Vruchtbaarheidsbewustzijn

Vruchtbaarheidsbewustzijn

Moreau (2007)

Moreau C, Trussell J, Rodriguez G, Bajos N, and Bouyer J.

Contraceptive failure rates in France: results from a population-based survey.

Hum. Reprod. 2007; 22(9): 2422-2427

Ondanks de ruime verspreiding van contraceptie schat men dat 49% van de zwangerschappen in de VS ongepland zijn. De helft hiervan zijn te wijten aan falende contraceptie, de andere helft gebeurt bij een kleine minderheid (11%) die niets gebruikt. In Frankrijk blijkt dat 1 op 3 zwangerschappen ongepland is, waarbij 65% van deze vrouwen contraceptie gebruikten op het ogenblik van de zwangerschap. De meeste informatie over contraceptief falen komt van klinische studies in  optimale omstandigheden, wat dus afwijkt van de echte praktijk.

In deze studie worden gegevens gebruikt van de 2000 Cocon studie, die onderzoek doet naar contraceptiepraktijk en abortus in Frankrijk. Het gaat om een telefonische enquete bij 14 704 vrouwen tussen 18 en 44 jaar. Hieruit werden 2863 grotendeels ongepland zwangere vrouwen geselecteerd voor verdere bevraging, ondermeer om te weten welke contraceptiva ze gebruikt hadden in verschillende episodes over een periode van 5 jaar (dus retrospectief).

Uiteindelijk weren 6155 contraceptieve episodes beschikbaar voor analyse. Hierbij werden 518 contraceptieve mislukkingen geïdentificeerd, waarvan 468 in de eerste 5 gebruiksjaren. In totaal ondervond 2.9% van de vrouwen een ongeplande zwangerschap in het eerste jaar en 8,4% in de eerste vijf jaar. Het spiraaltje mislukte het eerste jaar het minste (1.1%), gevolgd door de pil (2.4%), het condoom (3.3%) en natuurlijke methoden (7.7%).

De pil mislukte vooral het eerste jaar (2.4%) en minder in het tweede jaar (1.2%), het derde jaar (1.4%). Het spiraaltje faalde het meest in het tweede jaar (3.2%) en verminderde dan in het derde jaar (0.4%). Het condoom mislukte de eerste 2 jaar in 7.8%, terwijl dit in de volgende 3 jaar 4.5% was. In feite is er slechts een beperkt verschil tussen de effectiviteit van het spiraaltje, de pil of het condoom. De auteurs verklaren dit vanuit een onderschatting van pil- en condoomfalen.

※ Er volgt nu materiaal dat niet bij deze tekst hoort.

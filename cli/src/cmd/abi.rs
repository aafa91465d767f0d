use clap::Args;

pub use crate::core::actions::init::InitError;
use crate::core::{
    abi,
    contracts::ContractName,
    resources::artifacts::{resolve_abi, ArtifactsResource},
};

use super::{artifact_store, config::to_pretty_json, GlobalArgs};

/// Print the ABI of a deployed contract
///
/// Only the requested contract's artifact is read.
#[derive(Args)]
pub struct Abi {
    /// The contract to print the ABI of.
    ///
    /// One of CryptoDevsNFT, FakeNFTMarketPlace or CryptoDevsDAO.
    pub contract: ContractName,

    /// Print function and event signatures instead of the raw JSON ABI
    #[arg(long)]
    pub signatures: bool,
}

impl Abi {
    pub async fn run(&self, global: &GlobalArgs) -> Result<(), InitError> {
        let settings = global.settings()?;
        let artifacts_resource = artifact_store(&settings);

        let abi = self.resolve(&artifacts_resource).await?;
        log::info!(
            "{} is deployed at {}",
            self.contract,
            self.contract.address()
        );

        if self.signatures {
            let signatures = abi.signatures().map_err(|e| {
                InitError::CustomError(format!("Error decoding ABI of {}: {}", self.contract, e))
            })?;
            for signature in signatures {
                println!("{}", signature);
            }
        } else {
            println!("{}", to_pretty_json(abi.as_value())?);
        }
        Ok(())
    }

    async fn resolve<A: ArtifactsResource + Sync>(
        &self,
        artifacts_resource: &A,
    ) -> Result<abi::Abi, InitError> {
        resolve_abi(artifacts_resource, self.contract)
            .await
            .ok_or_else(|| InitError::MissingArtifactsError(vec![self.contract]))
    }
}

#[cfg(test)]
mod tests {
    use super::{Abi, InitError};
    use crate::{
        core::{abi, contracts::ContractName},
        resources::artifacts::{LocalArtifactStore, DEFAULT_READ_TIMEOUT},
    };
    use log::Level;
    use serde_json::json;
    use std::fs;
    use tempfile::tempdir;

    fn store_with_dao() -> (tempfile::TempDir, LocalArtifactStore) {
        let temp_dir = tempdir().unwrap();
        let path = temp_dir
            .path()
            .join(ContractName::CryptoDevsDAO.artifact_path());
        fs::create_dir_all(path.parent().unwrap()).unwrap();
        fs::write(path, r#"{"abi": [1, 2, 3]}"#).unwrap();
        let store = LocalArtifactStore::new(temp_dir.path().to_owned(), DEFAULT_READ_TIMEOUT);
        (temp_dir, store)
    }

    #[tokio::test]
    async fn reads_only_the_requested_contract() {
        testing_logger::setup();
        let (_temp_dir, store) = store_with_dao();
        let cmd = Abi {
            contract: ContractName::CryptoDevsDAO,
            signatures: false,
        };

        let resolved = cmd.resolve(&store).await.unwrap();
        assert_eq!(resolved, abi::Abi::new(json!([1, 2, 3])));
        testing_logger::validate(|captured_logs| {
            assert!(captured_logs
                .iter()
                .all(|log| log.level != Level::Error && log.level != Level::Warn));
        });
    }

    #[tokio::test]
    async fn fails_when_requested_abi_is_missing() {
        let (_temp_dir, store) = store_with_dao();
        let cmd = Abi {
            contract: ContractName::CryptoDevsNFT,
            signatures: false,
        };

        match cmd.resolve(&store).await.unwrap_err() {
            InitError::MissingArtifactsError(missing) => {
                assert_eq!(missing, vec![ContractName::CryptoDevsNFT])
            }
            e => panic!("unexpected error: {}", e),
        }
    }
}
pub mod abi;
pub mod actions;
pub mod app;
pub mod contracts;
pub mod deployment;
pub mod resources;
pub mod wallet;
/// Path of a checked-in fixture, e.g. `test_fixture!("resources", "artifacts")`
/// for `src/resources/fixtures/artifacts`.
#[macro_export]
macro_rules! test_fixture {
    ($module:expr, $name:expr) => {
        ::std::path::Path::new(env!("CARGO_MANIFEST_DIR"))
            .join("src")
            .join($module)
            .join("fixtures")
            .join($name)
    };
}
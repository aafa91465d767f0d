use serde::Serialize;

use crate::core::{deployment::Deployment, wallet::WalletConfig};

/// Everything the application root is mounted with: the wallet-connection
/// settings and the resolved contracts.
#[derive(Clone, Debug, PartialEq, Serialize)]
pub struct AppConfig {
    pub wallet: WalletConfig,
    pub contracts: Deployment,
}

impl AppConfig {
    pub fn new(wallet: WalletConfig, contracts: Deployment) -> Self {
        AppConfig { wallet, contracts }
    }
}
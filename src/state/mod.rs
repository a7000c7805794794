//! Application state management.
//!
//! State is organized into logical groupings: overlay visibility, feed
//! loading phases, and map/selection state, plus the active base layer and
//! styling preset toggled from the layer control.

mod feed;
mod layer;
mod viz;

pub use feed::{FeedPhase, FeedStatus};
pub use layer::OverlayState;
pub use viz::VizState;

use crate::basemap::BasemapStyle;
use crate::config::MapConfig;
use crate::overlay::StylePreset;

/// Root application state containing all sub-states.
pub struct AppState {
    /// Active base layer; exactly one at a time.
    pub basemap: BasemapStyle,

    /// Active styling preset for markers and legend.
    pub preset: StylePreset,

    /// Overlay visibility toggles.
    pub overlays: OverlayState,

    /// Loading phase of each feed.
    pub feeds: FeedStatus,

    /// Map selection state.
    pub viz: VizState,

    /// Application status message displayed in the top bar.
    pub status_message: String,
}

impl AppState {
    pub fn new(config: &MapConfig) -> Self {
        Self {
            basemap: config.default_basemap,
            preset: config.default_preset,
            overlays: OverlayState::default(),
            feeds: FeedStatus::default(),
            viz: VizState::default(),
            status_message: "Loading feeds...".to_string(),
        }
    }
}
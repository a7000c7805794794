//! Feed loading phases.

/// Lifecycle of one GeoJSON feed.
///
/// There is no retry or timeout: a failed feed stays `Failed` and its
/// overlay is simply never populated.
#[derive(Debug, Clone, Default, PartialEq, Eq)]
pub enum FeedPhase {
    #[default]
    Loading,
    Loaded {
        features: usize,
    },
    Failed(String),
}

impl FeedPhase {
    #[allow(dead_code)] // Used by tests and available for UI gating
    pub fn is_loaded(&self) -> bool {
        matches!(self, FeedPhase::Loaded { .. })
    }
}

/// Phase of each of the two independent feeds.
#[derive(Debug, Clone, Default)]
pub struct FeedStatus {
    pub earthquakes: FeedPhase,
    pub fault_lines: FeedPhase,
}

#[cfg(test)]
mod tests {
    use super::*;

    #[test]
    fn test_feed_phase_transitions() {
        let mut status = FeedStatus::default();
        assert_eq!(status.earthquakes, FeedPhase::Loading);
        assert!(!status.earthquakes.is_loaded());

        status.earthquakes = FeedPhase::Loaded { features: 42 };
        assert!(status.earthquakes.is_loaded());

        status.fault_lines = FeedPhase::Failed("HTTP 503".to_string());
        assert!(!status.fault_lines.is_loaded());
    }
}
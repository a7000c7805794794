//! Map selection state.

/// State tied to the map viewport itself.
#[derive(Default)]
pub struct VizState {
    /// Index into the earthquake layer of the event whose popup is open.
    pub selected_event: Option<usize>,
}
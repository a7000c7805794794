//! Depth legend, anchored over the bottom-right corner of the map.

use crate::overlay::StylePreset;
use eframe::egui::{self, Align2, Color32, RichText, Sense};

/// One rendered legend row: a color swatch and its band label.
#[derive(Debug, Clone, PartialEq)]
pub struct LegendRow {
    pub color: Color32,
    pub label: String,
}

/// Builds the legend rows for a preset's depth thresholds.
///
/// Interior bands are labeled `"low–high"`; the open-ended top band is
/// `"high+"`. The swatch color samples the depth-color function just above
/// the threshold, so each row shows the color of the band it opens.
pub fn legend_rows(preset: StylePreset) -> Vec<LegendRow> {
    let thresholds = preset.legend_thresholds();

    thresholds
        .iter()
        .enumerate()
        .map(|(i, &low)| {
            let label = match thresholds.get(i + 1) {
                Some(high) => format!("{}–{}", low, high),
                None => format!("{}+", low),
            };
            LegendRow {
                color: preset.depth_color((low + 1) as f64),
                label,
            }
        })
        .collect()
}

pub fn render_legend(ctx: &egui::Context, preset: StylePreset) {
    egui::Window::new("depth_legend")
        .anchor(Align2::RIGHT_BOTTOM, [-12.0, -12.0])
        .title_bar(false)
        .resizable(false)
        .show(ctx, |ui| {
            ui.label(RichText::new("Depth").strong());
            ui.add_space(2.0);

            for row in legend_rows(preset) {
                ui.horizontal(|ui| {
                    let (rect, _) =
                        ui.allocate_exact_size(egui::vec2(14.0, 14.0), Sense::hover());
                    ui.painter().rect_filled(rect, 2.0, row.color);
                    ui.label(RichText::new(&row.label).size(12.0));
                });
            }
        });
}

#[cfg(test)]
mod tests {
    use super::*;

    #[test]
    fn test_classic_legend_rows() {
        let rows = legend_rows(StylePreset::Classic);
        assert_eq!(rows.len(), 3);
        assert_eq!(rows[0].label, "0–5");
        assert_eq!(rows[1].label, "5–10");
        assert_eq!(rows[2].label, "10+");
    }

    #[test]
    fn test_extended_legend_rows() {
        let rows = legend_rows(StylePreset::Extended);
        assert_eq!(rows.len(), 6);
        assert_eq!(rows[0].label, "-10–10");
        assert_eq!(rows[5].label, "90+");
    }

    #[test]
    fn test_swatches_sample_above_threshold() {
        // Row for the "10+" band must show the ">10" color, not the tie color
        let rows = legend_rows(StylePreset::Classic);
        assert_eq!(rows[2].color, StylePreset::Classic.depth_color(11.0));
        assert_ne!(rows[2].color, StylePreset::Classic.depth_color(10.0));
    }

    #[test]
    fn test_swatch_colors_are_distinct() {
        for preset in StylePreset::all() {
            let rows = legend_rows(*preset);
            for pair in rows.windows(2) {
                assert_ne!(pair[0].color, pair[1].color);
            }
        }
    }
}
//! Async GeoJSON feed loading.
//!
//! Uses channel-based communication to bridge async fetches with egui's
//! synchronous update loop.

mod channel;

pub use channel::{FeedChannel, FeedKind, FeedResult};
//! Styling helpers for the overlays.
//!
//! Two presets are exposed, reflecting two iterations of the same display:
//! - `Classic`: x10 marker radius with a coarse 3-band depth palette.
//! - `Extended`: x2 marker radius with a fine 6-band red-to-green hue ramp.
//!
//! Both depth-color functions are pure and total; ties at exact threshold
//! values fall to the lower band (strict `>`).

use eframe::egui::Color32;

/// Marker fill alpha (0.75 opacity).
pub const MARKER_FILL_ALPHA: u8 = 191;

// Extended preset hue ramp, deepest first.
const DEPTH_90_PLUS: Color32 = Color32::from_rgb(234, 44, 44);
const DEPTH_70_90: Color32 = Color32::from_rgb(234, 130, 44);
const DEPTH_50_70: Color32 = Color32::from_rgb(238, 156, 0);
const DEPTH_30_50: Color32 = Color32::from_rgb(238, 204, 0);
const DEPTH_10_30: Color32 = Color32::from_rgb(212, 238, 0);
const DEPTH_SHALLOW: Color32 = Color32::from_rgb(152, 238, 0);

/// Named styling presets for the earthquake overlay.
#[derive(Debug, Default, Clone, Copy, PartialEq, Eq)]
pub enum StylePreset {
    #[default]
    Classic,
    Extended,
}

impl StylePreset {
    pub fn label(&self) -> &'static str {
        match self {
            StylePreset::Classic => "Classic",
            StylePreset::Extended => "Extended",
        }
    }

    pub fn all() -> &'static [StylePreset] {
        &[StylePreset::Classic, StylePreset::Extended]
    }

    /// Linear factor applied to magnitude to obtain the marker radius.
    pub fn radius_scale(&self) -> f64 {
        match self {
            StylePreset::Classic => 10.0,
            StylePreset::Extended => 2.0,
        }
    }

    /// Marker radius for a magnitude.
    ///
    /// A raw linear map: real feeds contain zero and negative magnitudes,
    /// which yield non-positive radii here. The renderer clamps to a
    /// minimum visible size at draw time.
    pub fn marker_radius(&self, magnitude: f64) -> f64 {
        magnitude * self.radius_scale()
    }

    /// Color for an event depth in kilometers.
    ///
    /// Depth may be negative for above-sea-level epicenters.
    pub fn depth_color(&self, depth_km: f64) -> Color32 {
        match self {
            StylePreset::Classic => {
                if depth_km > 10.0 {
                    Color32::RED
                } else if depth_km > 5.0 {
                    Color32::ORANGE
                } else {
                    Color32::YELLOW
                }
            }
            StylePreset::Extended => {
                if depth_km > 90.0 {
                    DEPTH_90_PLUS
                } else if depth_km > 70.0 {
                    DEPTH_70_90
                } else if depth_km > 50.0 {
                    DEPTH_50_70
                } else if depth_km > 30.0 {
                    DEPTH_30_50
                } else if depth_km > 10.0 {
                    DEPTH_10_30
                } else {
                    DEPTH_SHALLOW
                }
            }
        }
    }

    /// Ascending depth thresholds shown in the legend.
    pub fn legend_thresholds(&self) -> &'static [i32] {
        match self {
            StylePreset::Classic => &[0, 5, 10],
            StylePreset::Extended => &[-10, 10, 30, 50, 70, 90],
        }
    }
}

/// Static style applied to every fault-line feature.
#[derive(Debug, Clone, Copy)]
pub struct FaultLineStyle {
    pub color: Color32,
    pub width: f32,
}

impl Default for FaultLineStyle {
    fn default() -> Self {
        Self {
            // Red at 0.8 opacity, weight 1.5
            color: Color32::from_rgba_unmultiplied(255, 0, 0, 204),
            width: 1.5,
        }
    }
}

#[cfg(test)]
mod tests {
    use super::*;

    #[test]
    fn test_radius_is_linear_in_magnitude() {
        assert_eq!(StylePreset::Classic.marker_radius(5.0), 50.0);
        assert_eq!(StylePreset::Classic.marker_radius(0.0), 0.0);
        assert_eq!(StylePreset::Extended.marker_radius(5.0), 10.0);
        assert_eq!(StylePreset::Extended.marker_radius(7.25), 14.5);
    }

    #[test]
    fn test_negative_magnitude_passes_through() {
        // No clamping in the styling function itself
        assert_eq!(StylePreset::Classic.marker_radius(-1.2), -12.0);
        assert_eq!(StylePreset::Extended.marker_radius(-0.5), -1.0);
    }

    #[test]
    fn test_classic_depth_bands() {
        let preset = StylePreset::Classic;
        assert_eq!(preset.depth_color(0.0), Color32::YELLOW);
        assert_eq!(preset.depth_color(5.5), Color32::ORANGE);
        assert_eq!(preset.depth_color(12.0), Color32::RED);
    }

    #[test]
    fn test_classic_boundaries_fall_to_lower_band() {
        let preset = StylePreset::Classic;
        // depth == 10 is not yet the ">10" band
        assert_eq!(preset.depth_color(10.0), Color32::ORANGE);
        assert_eq!(preset.depth_color(5.0), Color32::YELLOW);
    }

    #[test]
    fn test_extended_depth_bands() {
        let preset = StylePreset::Extended;
        assert_eq!(preset.depth_color(-12.0), DEPTH_SHALLOW);
        assert_eq!(preset.depth_color(0.0), DEPTH_SHALLOW);
        assert_eq!(preset.depth_color(12.0), DEPTH_10_30);
        assert_eq!(preset.depth_color(31.0), DEPTH_30_50);
        assert_eq!(preset.depth_color(51.0), DEPTH_50_70);
        assert_eq!(preset.depth_color(71.0), DEPTH_70_90);
        assert_eq!(preset.depth_color(91.0), DEPTH_90_PLUS);
    }

    #[test]
    fn test_extended_boundaries_fall_to_lower_band() {
        let preset = StylePreset::Extended;
        assert_eq!(preset.depth_color(10.0), DEPTH_SHALLOW);
        assert_eq!(preset.depth_color(30.0), DEPTH_10_30);
        assert_eq!(preset.depth_color(90.0), DEPTH_70_90);
    }

    #[test]
    fn test_legend_thresholds_are_ascending() {
        for preset in StylePreset::all() {
            let thresholds = preset.legend_thresholds();
            assert!(thresholds.windows(2).all(|w| w[0] < w[1]));
        }
    }
}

Vooreerst menen de auteurs dat in de Coconstudie een onderraportering van 50% van abortus is. Vervolgens werd enkel een contraceptiefout gerapporteerd, indien de zwangerschap ‘unintended’ was. Vroegere Amerikaanse studies beschouwden elke zwangerschap die optrad tijdens contraceptiegebruik als fouten. Dit maakt een groot verschil, omdat een derde van de contraceptiezwangerschappen als gewenst werd gerapporteerd. Tenslotte werd niet gevraagd naar seksuele activiteit en is het dus mogelijk dat een vrouw contraceptie gebruikte in een periode dat ze geen kans op een zwangerschap liep.

Commentaar

Dit is een retrospectieve studie met een bevraging over een periode van 5 jaar, waardoor de resultaten niet echt als betrouwbaar mogen worden beschouwd. Dit geven de auteurs trouwens zelf toe, waarbij ze de cijfers zelfs als (veel) te optimistisch inschatten.

Het grote tekort blijft dat er geen correlatie is met seksuele activiteit en dus de echte ‘exposure’ tot vruchtbaarheid hier nergens duidelijk is.

De ‘slechte’ cijfers van natuurlijke methoden worden door de auteurs niet verder verklaard. Er wordt enkel gezegd dat het beperkt aantal  onvoldoende is om een 5-jaar-faalcijfer aan te geven. De aandachtige lezer merkt echter meteen op dat hier een amalgaam van methodes (temperatuur, kalender, en andere ?) wordt gebruikt, waardoor men eigenlijk niets weet. Waarschijnlijk zitten hier ook door de vrouwen zelf ontworpen ‘methoden’ bij.

Deze studie is in feite vooral interessant, omdat ze aangeeft dat de cijfers die gewoonlijk gebruikt worden om anticonceptie te promoten, in de praktijk helemaal niet zo geweldig zijn.